Rivista Anarchica Online


dibattito

Lavoro senza rete
di Maria Matteo

La parabola amara del sindacalismo di base.

 

Sono le sette e mezza di sera ma le luci dei freni tracciano una lunga linea rossa di auto accodate. Solo un anno fa a questa stessa ora il traffico cominciava a diradare: oggi non è più così. I lavoratori rientrano a casa più tardi, perché l’orario si è allungato. Niente di scritto o concordato ma quelli che un lavoro ce l’hanno trottano al ritmo del padrone, perché la crisi brucia, la paura domina e tanti chinano il capo.
Ai giardini quest’estate, durante una serata antirazzista, abbiamo incontrato un ragazzo marocchino da 15 anni in Italia. Ci ha raccontato di quand’era clandestino e in nero ma lavorava, adesso ha il permesso ma teme di perderlo perché ormai da tre mesi non batte chiodo. A ottobre un altro marocchino, 43 anni la maggior parte dei quali passati in Italia, racconta dei suoi tre figli e del lavoro che non ha più: l’hanno lasciato a terra dopo 10 anni. Adesso scarica al mercato per 3 euro l’ora. Finché non lo pescano perché è diventato illegale.
Altro marocchino, altra storia. Nato in Italia, a 18 anni, come tanti coetanei pensava all’università, al futuro, ma la realtà gli ha mangiato le illusioni. Quando diventi maggiorenne se non hai un lavoro diventi clandestino e ciao domani. Allora di corsa, contro il tempo, per acchiappare un lavoro qualsiasi, pur di rimanere “libero” di restare qui.
Se agli immigrati va male, perché le leggi ne ricattano pesantemente la vita, agli altri non va certo meglio.
Basta guardarsi attorno, ascoltare le storie di chi abbiamo vicino.
C’è Massi che a maggio è stato licenziato e campa con i soldi strappati dall’avvocato.
Aldo per sei mesi è stato affittato dalla sua ditta ad un’altra: lui ha accettato perché l’alternativa era un incerto part time, di quelli che con due figli non ce la fai proprio.
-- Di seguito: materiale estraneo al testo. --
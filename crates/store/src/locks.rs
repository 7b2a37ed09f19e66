use std::sync::{Arc, Mutex, PoisonError, Weak};

use rustc_hash::FxHashMap;
use tokio::sync::{Mutex as AsyncMutex, OwnedMutexGuard};

use magnitude_core::ResourceIdentity;

const PRUNE_AT: usize = 1024;

/// Per-identity async write locks. Entries are held weakly and disappear once the
/// last guard for an identity is dropped; cross-identity operations never contend.
#[derive(Default)]
pub struct IdentityLocks {
    inner: Mutex<FxHashMap<ResourceIdentity, Weak<AsyncMutex<()>>>>,
}

impl IdentityLocks {
    pub fn new() -> Self { Self::default() }

    /// Wait for exclusive access to `identity`. The guard may be held across `.await`.
    pub async fn acquire(&self, identity: &ResourceIdentity) -> OwnedMutexGuard<()> {
        let lock = {
            let mut map = self.inner.lock().unwrap_or_else(PoisonError::into_inner);
            if map.len() >= PRUNE_AT {
                map.retain(|_, w| w.strong_count() > 0);
            }
            match map.get(identity).and_then(Weak::upgrade) {
                Some(lock) => lock,
                None => {
                    let lock = Arc::new(AsyncMutex::new(()));
                    map.insert(identity.clone(), Arc::downgrade(&lock));
                    lock
                }
            }
        };
        lock.lock_owned().await
    }

    /// Number of identities with a live lock (held or awaited).
    pub fn active(&self) -> usize {
        let map = self.inner.lock().unwrap_or_else(PoisonError::into_inner);
        map.values().filter(|w| w.strong_count() > 0).count()
    }
}

#[cfg(test)]
mod tests {
    use super::*;
    use std::sync::atomic::{AtomicUsize, Ordering};
    use std::time::Duration;

    #[tokio::test(flavor = "multi_thread", worker_threads = 2)]
    async fn same_identity_is_serialized() {
        let locks = Arc::new(IdentityLocks::new());
        let inside = Arc::new(AtomicUsize::new(0));
        let max_seen = Arc::new(AtomicUsize::new(0));
        let id = ResourceIdentity::new("", "Pod", Some("ns"), "foo");
        let mut tasks = Vec::new();
        for _ in 0..8 {
            let (locks, inside, max_seen, id) = (locks.clone(), inside.clone(), max_seen.clone(), id.clone());
            tasks.push(tokio::spawn(async move {
                let _g = locks.acquire(&id).await;
                let now = inside.fetch_add(1, Ordering::SeqCst) + 1;
                max_seen.fetch_max(now, Ordering::SeqCst);
                tokio::time::sleep(Duration::from_millis(2)).await;
                inside.fetch_sub(1, Ordering::SeqCst);
            }));
        }
        for t in tasks {
            t.await.unwrap();
        }
        assert_eq!(max_seen.load(Ordering::SeqCst), 1);
        assert_eq!(locks.active(), 0);
    }

    #[tokio::test]
    async fn different_identities_do_not_contend() {
        let locks = IdentityLocks::new();
        let a = ResourceIdentity::new("", "Pod", Some("ns"), "a");
        let b = ResourceIdentity::new("", "Pod", Some("ns"), "b");
        let _ga = locks.acquire(&a).await;
        let gb = tokio::time::timeout(Duration::from_millis(100), locks.acquire(&b)).await;
        assert!(gb.is_ok());
    }
}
In questi sei mesi le otto ore sono diventate un miraggio: all’ora di uscire il capo gli butta sul tavolo altro lavoro e lui resta lì mentre gli altri escono.
La fila dei cassaintegrati si allunga ogni giorno: Roby va in cassa una settimana su quattro, Emi un giorno a settimana: a fine mese, in busta, una bella fetta di salario in meno.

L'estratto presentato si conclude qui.